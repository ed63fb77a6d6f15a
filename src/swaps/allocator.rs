//! Account Allocator
//!
//! Idempotently maps a user's destination address to a deposit address on
//! the opposite network. Repeated calls with identical input return the same
//! account and write nothing, so callers can retry safely.

use std::sync::Arc;
use tracing::{debug, info};

use crate::chains::ChainRegistry;
use crate::common::error::BridgeError;
use crate::storage::{LedgerStore, StorageError};
use crate::types::account::ClientAccount;
use crate::types::network::Network;

/// Allocates deposit accounts against the ledger
#[derive(Clone)]
pub struct AccountAllocator {
    store: Arc<dyn LedgerStore>,
    chains: Arc<ChainRegistry>,
}

impl AccountAllocator {
    pub fn new(store: Arc<dyn LedgerStore>, chains: Arc<ChainRegistry>) -> Self {
        Self { store, chains }
    }

    /// Get the existing account for (user_address, user_network) or create
    /// one with a freshly minted deposit address on the opposite network.
    ///
    /// The unique constraint on the pair is the authoritative guard against
    /// the check-then-insert race: when a concurrent request wins the insert,
    /// this re-reads and returns the surviving row. The loser's minted
    /// address is discarded.
    pub async fn get_or_create_deposit_account(
        &self,
        user_address: &str,
        user_network: Network,
    ) -> Result<ClientAccount, BridgeError> {
        if let Some(existing) = self
            .store
            .get_account_by_user(user_address, user_network)
            .await?
        {
            debug!(
                account = %existing.uuid,
                user_address,
                "returning existing deposit account"
            );
            return Ok(existing);
        }

        let deposit_network = user_network.opposite();
        let client = self
            .chains
            .client(deposit_network)
            .map_err(|e| BridgeError::AccountCreation(e.to_string()))?;

        let minted = client
            .mint_address()
            .await
            .map_err(|e| BridgeError::AccountCreation(e.to_string()))?;

        let account = ClientAccount::new(
            user_address.to_string(),
            user_network,
            minted.address,
            minted.secret,
        );

        match self.store.insert_account(&account).await {
            Ok(()) => {
                info!(
                    account = %account.uuid,
                    user_address,
                    user_network = %user_network,
                    deposit_address = %account.deposit_address,
                    "allocated deposit account"
                );
                Ok(account)
            }
            Err(StorageError::Duplicate(_)) => self
                .store
                .get_account_by_user(user_address, user_network)
                .await?
                .ok_or_else(|| {
                    BridgeError::internal(format!(
                        "account for {} on {} vanished after duplicate insert",
                        user_address, user_network
                    ))
                }),
            Err(e) => Err(e.into()),
        }
    }
}

#[cfg(test)]
mod tests {
    use super::*;
    use crate::chains::{MintedAddress, MockChainClient};
    use crate::storage::{AccountStore, MemoryLedgerStore};

    fn minting_client(address: &str) -> MockChainClient {
        let address = address.to_string();
        let mut client = MockChainClient::new();
        client.expect_mint_address().returning(move || {
            Ok(MintedAddress {
                address: address.clone(),
                secret: "secret".to_string(),
            })
        });
        client
    }

    fn allocator_with(client: MockChainClient) -> (AccountAllocator, Arc<MemoryLedgerStore>) {
        let store = Arc::new(MemoryLedgerStore::new());
        let chains = Arc::new(ChainRegistry::new().with_home(Arc::new(client)));
        (
            AccountAllocator::new(store.clone(), chains),
            store,
        )
    }

    #[tokio::test]
    async fn test_allocation_is_idempotent() {
        let (allocator, store) = allocator_with(minting_client("home_dep_1"));

        let first = allocator
            .get_or_create_deposit_account("foreign_user", Network::Foreign)
            .await
            .unwrap();
        let second = allocator
            .get_or_create_deposit_account("foreign_user", Network::Foreign)
            .await
            .unwrap();

        assert_eq!(first.uuid, second.uuid);
        assert_eq!(first.deposit_address, "home_dep_1");
        assert_eq!(first.deposit_address_network, Network::Home);
        assert_eq!(store.count_accounts().await.unwrap(), 1);
    }

    #[tokio::test]
    async fn test_concurrent_allocation_creates_one_account() {
        let (allocator, store) = allocator_with(minting_client("home_dep_1"));
        let allocator = Arc::new(allocator);

        let a = allocator.clone();
        let b = allocator.clone();
        let (first, second) = tokio::join!(
            a.get_or_create_deposit_account("foreign_user", Network::Foreign),
            b.get_or_create_deposit_account("foreign_user", Network::Foreign),
        );

        assert_eq!(first.unwrap().uuid, second.unwrap().uuid);
        assert_eq!(store.count_accounts().await.unwrap(), 1);
    }

    #[tokio::test]
    async fn test_missing_client_is_account_creation_error() {
        let store: Arc<dyn LedgerStore> = Arc::new(MemoryLedgerStore::new());
        let allocator = AccountAllocator::new(store.clone(), Arc::new(ChainRegistry::new()));

        let err = allocator
            .get_or_create_deposit_account("foreign_user", Network::Foreign)
            .await
            .unwrap_err();
        assert!(matches!(err, BridgeError::AccountCreation(_)));
        assert_eq!(store.count_accounts().await.unwrap(), 0);
    }

    #[tokio::test]
    async fn test_mint_failure_writes_nothing() {
        let mut client = MockChainClient::new();
        client.expect_mint_address().returning(|| {
            Err(crate::chains::ChainError::Protocol("minting halted".to_string()))
        });

        let (allocator, store) = allocator_with(client);
        let err = allocator
            .get_or_create_deposit_account("foreign_user", Network::Foreign)
            .await
            .unwrap_err();

        assert!(matches!(err, BridgeError::AccountCreation(_)));
        assert_eq!(store.count_accounts().await.unwrap(), 0);
    }
}
pub mod aggregate;
pub mod args;
pub mod commands;
mod config;
mod error;
pub mod load;
pub mod model;
pub mod present;
pub mod server;
pub mod state;
mod utils;


pub use config::Config;
pub use error::Error;
pub use error::LoadError;
pub use error::Result;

EXERCISE BRIEF:
Give the records again, exactly as they appear.

WRITTEN ANSWER:
repository ed63fb77a6d6f15a
filename src/swaps/allocator.rs
//! Account Allocator
//!
//! Idempotently maps a user's destination address to a deposit address on
//! the opposite network. Repeated calls with identical input return the same
//! account and write nothing, so callers can retry safely.

use std::sync::Arc;
use tracing::{debug, info};

use crate::chains::ChainRegistry;
use crate::common::error::BridgeError;
use crate::storage::{LedgerStore, StorageError};
use crate::types::account::ClientAccount;
use crate::types::network::Network;

/// Allocates deposit accounts against the ledger
#[derive(Clone)]
pub struct AccountAllocator {
    store: Arc<dyn LedgerStore>,
    chains: Arc<ChainRegistry>,
}

impl AccountAllocator {
    pub fn new(store: Arc<dyn LedgerStore>, chains: Arc<ChainRegistry>) -> Self {
        Self { store, chains }
    }

    /// Get the existing account for (user_address, user_network) or create
    /// one with a freshly minted deposit address on the opposite network.
    ///
    /// The unique constraint on the pair is the authoritative guard against
    /// the check-then-insert race: when a concurrent request wins the insert,
    /// this re-reads and returns the surviving row. The loser's minted
    /// address is discarded.
    pub async fn get_or_create_deposit_account(
        &self,
        user_address: &str,
        user_network: Network,
    ) -> Result<ClientAccount, BridgeError> {
        if let Some(existing) = self
            .store
            .get_account_by_user(user_address, user_network)
            .await?
        {
            debug!(
                account = %existing.uuid,
                user_address,
                "returning existing deposit account"
            );
            return Ok(existing);
        }

        let deposit_network = user_network.opposite();
        let client = self
            .chains
            .client(deposit_network)
            .map_err(|e| BridgeError::AccountCreation(e.to_string()))?;

        let minted = client
            .mint_address()
            .await
            .map_err(|e| BridgeError::AccountCreation(e.to_string()))?;

        let account = ClientAccount::new(
            user_address.to_string(),
            user_network,
            minted.address,
            minted.secret,
        );

        match self.store.insert_account(&account).await {
            Ok(()) => {
                info!(
                    account = %account.uuid,
                    user_address,
                    user_network = %user_network,
                    deposit_address = %account.deposit_address,
                    "allocated deposit account"
                );
                Ok(account)
            }
            Err(StorageError::Duplicate(_)) => self
                .store
                .get_account_by_user(user_address, user_network)
                .await?
                .ok_or_else(|| {
                    BridgeError::internal(format!(
                        "account for {} on {} vanished after duplicate insert",
                        user_address, user_network
                    ))
                }),
            Err(e) => Err(e.into()),
        }
    }
}

#[cfg(test)]
mod tests {
    use super::*;
    use crate::chains::{MintedAddress, MockChainClient};
    use crate::storage::{AccountStore, MemoryLedgerStore};

    fn minting_client(address: &str) -> MockChainClient {
        let address = address.to_string();
        let mut client = MockChainClient::new();
        client.expect_mint_address().returning(move || {
            Ok(MintedAddress {
                address: address.clone(),
                secret: "secret".to_string(),
            })
        });
        client
    }

    fn allocator_with(client: MockChainClient) -> (AccountAllocator, Arc<MemoryLedgerStore>) {
        let store = Arc::new(MemoryLedgerStore::new());
        let chains = Arc::new(ChainRegistry::new().with_home(Arc::new(client)));
        (
            AccountAllocator::new(store.clone(), chains),
            store,
        )
    }

    #[tokio::test]
    async fn test_allocation_is_idempotent() {
        let (allocator, store) = allocator_with(minting_client("home_dep_1"));

        let first = allocator
            .get_or_create_deposit_account("foreign_user", Network::Foreign)
            .await
            .unwrap();
        let second = allocator
            .get_or_create_deposit_account("foreign_user", Network::Foreign)
            .await
            .unwrap();

        assert_eq!(first.uuid, second.uuid);
        assert_eq!(first.deposit_address, "home_dep_1");
        assert_eq!(first.deposit_address_network, Network::Home);
        assert_eq!(store.count_accounts().await.unwrap(), 1);
    }

    #[tokio::test]
    async fn test_concurrent_allocation_creates_one_account() {
        let (allocator, store) = allocator_with(minting_client("home_dep_1"));
        let allocator = Arc::new(allocator);

        let a = allocator.clone();
        let b = allocator.clone();
        let (first, second) = tokio::join!(
            a.get_or_create_deposit_account("foreign_user", Network::Foreign),
            b.get_or_create_deposit_account("foreign_user", Network::Foreign),
        );

        assert_eq!(first.unwrap().uuid, second.unwrap().uuid);
        assert_eq!(store.count_accounts().await.unwrap(), 1);
    }

    #[tokio::test]
    async fn test_missing_client_is_account_creation_error() {
        let store: Arc<dyn LedgerStore> = Arc::new(MemoryLedgerStore::new());
        let allocator = AccountAllocator::new(store.clone(), Arc::new(ChainRegistry::new()));

        let err = allocator
            .get_or_create_deposit_account("foreign_user", Network::Foreign)
            .await
            .unwrap_err();
        assert!(matches!(err, BridgeError::AccountCreation(_)));
        assert_eq!(store.count_accounts().await.unwrap(), 0);
    }

    #[tokio::test]
    async fn test_mint_failure_writes_nothing() {
        let mut client = MockChainClient::new();
        client.expect_mint_address().returning(|| {
            Err(crate::chains::ChainError::Protocol("minting halted".to_string()))
        });

        let (allocator, store) = allocator_with(client);
        let err = allocator
            .get_or_create_deposit_account("foreign_user", Network::Foreign)
            .await
            .unwrap_err();

        assert!(matches!(err, BridgeError::AccountCreation(_)));
        assert_eq!(store.count_accounts().await.unwrap(), 0);
    }
}
pub mod aggregate;
pub mod args;
pub mod commands;
mod config;
mod error;
pub mod load;
pub mod model;
pub mod present;
pub mod server;
pub mod state;
mod utils;


pub use config::Config;
pub use error::Error;
pub use error::LoadError;
pub use error::Result;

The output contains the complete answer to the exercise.